The union says rising living costs have eroded employees’ purchasing power and is demanding ‘urgent adjustments’ to salaries. The government was not immediately available for comment.
UGTT Secretary General Noureddine Taboubi told a rally of hundreds of bank workers on Monday that ‘union rights, as well as public and individual freedoms, were under attack’.
‘Trade unionists are fighting not only for their rights but also for their dignity,’ he added.
Tunisia is grappling with a severe economic crisis, with a shortage of foreign funding and investment, weak economic growth, public debt exceeding 80 per cent of GDP, shortages of some essential goods and poor public services.
A bank worker, Abdel Aziz, said: ‘Bank employees are suffering like all Tunisians with rising cost of living.’
The UGTT said it will take further action if the Tunisian government does not meet its demands.
- The Zimbabwe Congress of Trade Unions (ZCTU) has accused employers of engaging in ‘outright theft’ by deducting statutory and third-party payments from workers’ salaries but failing to remit them to the relevant authorities.
The deductions – which include pension contributions, medical aid, National Social Security Authority (NSSA) payments, and trade union dues – are legally mandated, yet many employers allegedly withhold the funds, leaving employees unable to access benefits when needed despite the deductions appearing on their payslips.
ZCTU secretary-general Tirivanhu Marimo said the practice, which has become widespread in both the public and private sectors, constitutes a serious violation of labour and criminal laws.
Marimo stated: ‘Let it be made clear: this conduct is outright theft from workers. It is criminal, unethical, and a gross abuse of trust. ‘These are not optional deductions; they are legal obligations meant to secure the welfare and future of employees.
‘When employers withhold such remittances, they are robbing workers of their hard-earned benefits and placing their social and financial security at risk.’
He said the union was demanding that the government and relevant authorities act decisively against errant employers.
‘We condemn this behaviour in the strongest possible terms and demand that authorities take decisive action.
‘Offending employers must face prosecution, heavy penalties, and, in serious cases, suspension of their operating licences.
‘Workers must not be made to carry the burden of corporate irresponsibility.’
Marimo noted that a lack of transparency has worsened the problem, as many affected employees are denied payslips or any documentation showing deductions.

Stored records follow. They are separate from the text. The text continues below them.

//! Account state from the ledger and position endpoints.

use rust_decimal::Decimal;
use tracing::debug;

use crate::api::{BrokerApi, PositionResponse, POSITIONS_PAGE_SIZE};
use crate::error::{AdapterError, ApiError, Result};
use crate::models::{Account, Position};

use super::IbkrAdapter;

impl<B: BrokerApi> IbkrAdapter<B> {
    /// Session bootstrap required before any portfolio endpoint answers.
    pub async fn bootstrap(&self) -> Result<()> {
        let policy = self.config.bootstrap;

        if self.config.bootstrap_accounts {
            self.call(policy, "accounts", || self.broker.get_accounts())
                .await?;
        }
        self.call(policy, "portfolio subaccounts", || {
            self.broker.get_portfolio_subaccounts()
        })
        .await?;

        Ok(())
    }

    /// Fetch cash and positions for an account.
    pub async fn get_account_state(&self, account_id: &str) -> Result<Account> {
        self.bootstrap().await?;

        let ledger = self
            .call(self.config.ledger, "account ledger", || {
                self.broker.get_account_ledger(account_id)
            })
            .await?;

        let cash = ledger
            .base()
            .map(|entry| entry.cash_balance)
            .ok_or_else(|| ApiError::InvalidField {
                endpoint: format!("/portfolio/{}/ledger", account_id),
                field: "BASE",
                value: String::new(),
            })?;

        let positions = self.fetch_positions(account_id).await?;

        debug!(
            account_id,
            cash = %cash,
            positions = positions.len(),
            "Fetched account state"
        );

        Ok(build_account(cash, positions))
    }

    /// Read position pages until one comes back short, at most
    /// `max_position_pages` of them.
    async fn fetch_positions(&self, account_id: &str) -> Result<Vec<PositionResponse>> {
        let max_pages = self.config.max_position_pages.max(1);
        let mut positions = Vec::new();
        let mut page = 0u32;

        loop {
            if page >= max_pages {
                return Err(AdapterError::PageLimitExceeded {
                    operation: "positions",
                    pages: page,
                });
            }

            let batch = self
                .call(self.config.positions, "positions", || {
                    self.broker.get_positions(account_id, page)
                })
                .await?;

            let full_page = batch.len() >= POSITIONS_PAGE_SIZE;
            positions.extend(batch);

            if !full_page {
                return Ok(positions);
            }
            page += 1;
        }
    }
}

/// Deposit the cash, then add one position per holding keyed by security.
/// A later holding for the same security replaces an earlier one.
pub fn build_account(cash: Decimal, positions: Vec<PositionResponse>) -> Account {
    let mut account = Account::new();
    account.deposit(cash);

    for p in positions {
        let security = p.security().to_string();
        account.set_position(Position::new(security, p.position, p.market_price));
    }

    account
}

#[cfg(test)]
mod tests {
    use super::*;
    use crate::adapter::testing::{position, RecordingSleeper, StubBroker};
    use crate::config::AdapterConfig;
    use rust_decimal_macros::dec;
    use std::sync::Arc;

    fn adapter(broker: StubBroker) -> (IbkrAdapter<StubBroker>, Arc<RecordingSleeper>) {
        let sleeper = Arc::new(RecordingSleeper::default());
        let adapter = IbkrAdapter::new(broker).with_sleeper(sleeper.clone());
        (adapter, sleeper)
    }

    #[tokio::test]
    async fn test_single_position_account() {
        let (adapter, _) = adapter(StubBroker {
            base_cash: Some(dec!(1000.50)),
            positions: vec![position("AAPL", dec!(10), dec!(150.25))],
            ..Default::default()
        });

        let account = adapter.get_account_state("U123").await.unwrap();

        assert_eq!(account.cash, dec!(1000.50));
        assert_eq!(account.positions.len(), 1);
        assert_eq!(
            account.position("AAPL"),
            Some(&Position::new("AAPL", dec!(10), dec!(150.25)))
        );
    }

    #[tokio::test]
    async fn test_bootstrap_runs_before_portfolio_calls() {
        let (adapter, _) = adapter(StubBroker {
            base_cash: Some(dec!(1)),
            ..Default::default()
        });

        adapter.get_account_state("U123").await.unwrap();

        assert_eq!(
            adapter.broker().call_log(),
            vec!["accounts", "subaccounts", "ledger", "positions"]
        );
    }

    #[tokio::test]
    async fn test_bootstrap_accounts_can_be_skipped() {
        let config = AdapterConfig {
            bootstrap_accounts: false,
            ..Default::default()
        };
        let broker = StubBroker {
            base_cash: Some(dec!(1)),
            ..Default::default()
        };
        let adapter = IbkrAdapter::with_config(broker, config)
            .with_sleeper(Arc::new(RecordingSleeper::default()));

        adapter.get_account_state("U123").await.unwrap();
        assert_eq!(adapter.broker().call_count("accounts"), 0);
    }

    #[tokio::test]
    async fn test_bootstrap_retries_transient_failures() {
        let (adapter, sleeper) = adapter(StubBroker {
            subaccounts_failures: 2,
            base_cash: Some(dec!(5)),
            ..Default::default()
        });

        let account = adapter.get_account_state("U123").await.unwrap();

        assert_eq!(account.cash, dec!(5));
        assert_eq!(adapter.broker().call_count("subaccounts"), 3);
        assert_eq!(sleeper.count(), 2);
    }

    #[tokio::test]
    async fn test_bootstrap_gives_up_after_three_attempts() {
        let (adapter, sleeper) = adapter(StubBroker {
            accounts_failures: u32::MAX,
            base_cash: Some(dec!(5)),
            ..Default::default()
        });

        let err = adapter.get_account_state("U123").await.unwrap_err();

        assert!(matches!(
            err,
            AdapterError::MaxRetriesExceeded {
                operation: "accounts",
                attempts: 3,
                ..
            }
        ));
        assert_eq!(adapter.broker().call_count("ledger"), 0);
        assert_eq!(sleeper.count(), 2);
    }

    #[tokio::test]
    async fn test_ledger_failure_passes_through() {
        let (adapter, _) = adapter(StubBroker {
            fail_ledger: true,
            ..Default::default()
        });

        let err = adapter.get_account_state("U123").await.unwrap_err();
        assert!(matches!(err, AdapterError::Broker(ApiError::Status { .. })));
        assert_eq!(adapter.broker().call_count("ledger"), 1);
    }

    #[tokio::test]
    async fn test_missing_base_ledger_row() {
        let (adapter, _) = adapter(StubBroker::default());

        let err = adapter.get_account_state("U123").await.unwrap_err();
        assert!(matches!(
            err,
            AdapterError::Broker(ApiError::InvalidField { field: "BASE", .. })
        ));
    }

    #[tokio::test]
    async fn test_positions_failure_passes_through() {
        let (adapter, _) = adapter(StubBroker {
            base_cash: Some(dec!(1)),
            fail_positions: true,
            ..Default::default()
        });

        let err = adapter.get_account_state("U123").await.unwrap_err();
        assert!(matches!(err, AdapterError::Broker(ApiError::Status { .. })));
    }

    #[tokio::test]
    async fn test_positions_read_across_pages() {
        let positions = (0..150)
            .map(|i| position(&format!("SYM{i}"), dec!(1), dec!(2)))
            .collect();
        let (adapter, _) = adapter(StubBroker {
            base_cash: Some(dec!(0)),
            positions,
            ..Default::default()
        });

        let account = adapter.get_account_state("U123").await.unwrap();

        assert_eq!(account.positions.len(), 150);
        assert_eq!(adapter.broker().call_count("positions"), 2);
    }

    #[tokio::test]
    async fn test_exactly_one_full_page_reads_an_empty_second_page() {
        let positions = (0..100)
            .map(|i| position(&format!("SYM{i}"), dec!(1), dec!(2)))
            .collect();
        let (adapter, _) = adapter(StubBroker {
            base_cash: Some(dec!(0)),
            positions,
            ..Default::default()
        });

        let account = adapter.get_account_state("U123").await.unwrap();

        assert_eq!(account.positions.len(), 100);
        assert_eq!(adapter.broker().call_count("positions"), 2);
    }

    #[tokio::test]
    async fn test_endless_full_pages_stop_at_ceiling() {
        let config = AdapterConfig {
            max_position_pages: 3,
            ..Default::default()
        };
        let broker = StubBroker {
            base_cash: Some(dec!(0)),
            positions: vec![position("AAPL", dec!(1), dec!(2)); 100],
            repeat_positions_page: true,
            ..Default::default()
        };
        let adapter = IbkrAdapter::with_config(broker, config)
            .with_sleeper(Arc::new(RecordingSleeper::default()));

        let err = adapter.get_account_state("U123").await.unwrap_err();

        assert!(matches!(
            err,
            AdapterError::PageLimitExceeded {
                operation: "positions",
                pages: 3
            }
        ));
        assert_eq!(adapter.broker().call_count("positions"), 3);
    }

    #[test]
    fn test_build_account_last_write_wins() {
        let account = build_account(
            dec!(10),
            vec![
                position("AAPL", dec!(1), dec!(100)),
                position("AAPL", dec!(3), dec!(101)),
            ],
        );

        assert_eq!(account.positions.len(), 1);
        assert_eq!(account.position("AAPL").map(|p| p.amount), Some(dec!(3)));
    }
}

- At least 40 people in Sudan have been killed in a drone strike that targeted a funeral that was taking place outside the army-held city of el-Obeid in North Kordofan state, officials and activists say.
They blamed the paramilitary Rapid Support Forces (RSF) for Monday’s attack on al-Luweib village as mourners had gathered in a tent. The RSF has not yet commented.
Many reportedly died before getting to hospital in el-Obeid, a strategic city that connects the capital, Khartoum, to the western region of Darfur.
Fighting has intensified in this oil-rich Kordofan area and around 20,000 people fled to el-Obeid last week after the RSF captured Bara town, 30 kilometres (18 miles) north of the city.
The town fell at the same time as the city of el-Fasher, which had been the army’s last stronghold in Darfur.
There have since been reports of mass killings, sexual violence, abductions and widespread looting in el-Fasher by RSF fighters.
The UN said summary executions of civilians by RSF fighters had also been reported in Bara.
Such atrocities could amount to war crimes and crimes against humanity, the International Criminal Court (ICC) has warned.
The ICC’s statement came as a global group of food security experts confirmed on Monday that el-Fasher residents were suffering from famine following the RSF’s 18-month siege of the city.
The UN-accredited Integrated Food Security Phase network (IPC) also said the city of Kadugli in South Kordofan state was in the most catastrophic stage of hunger.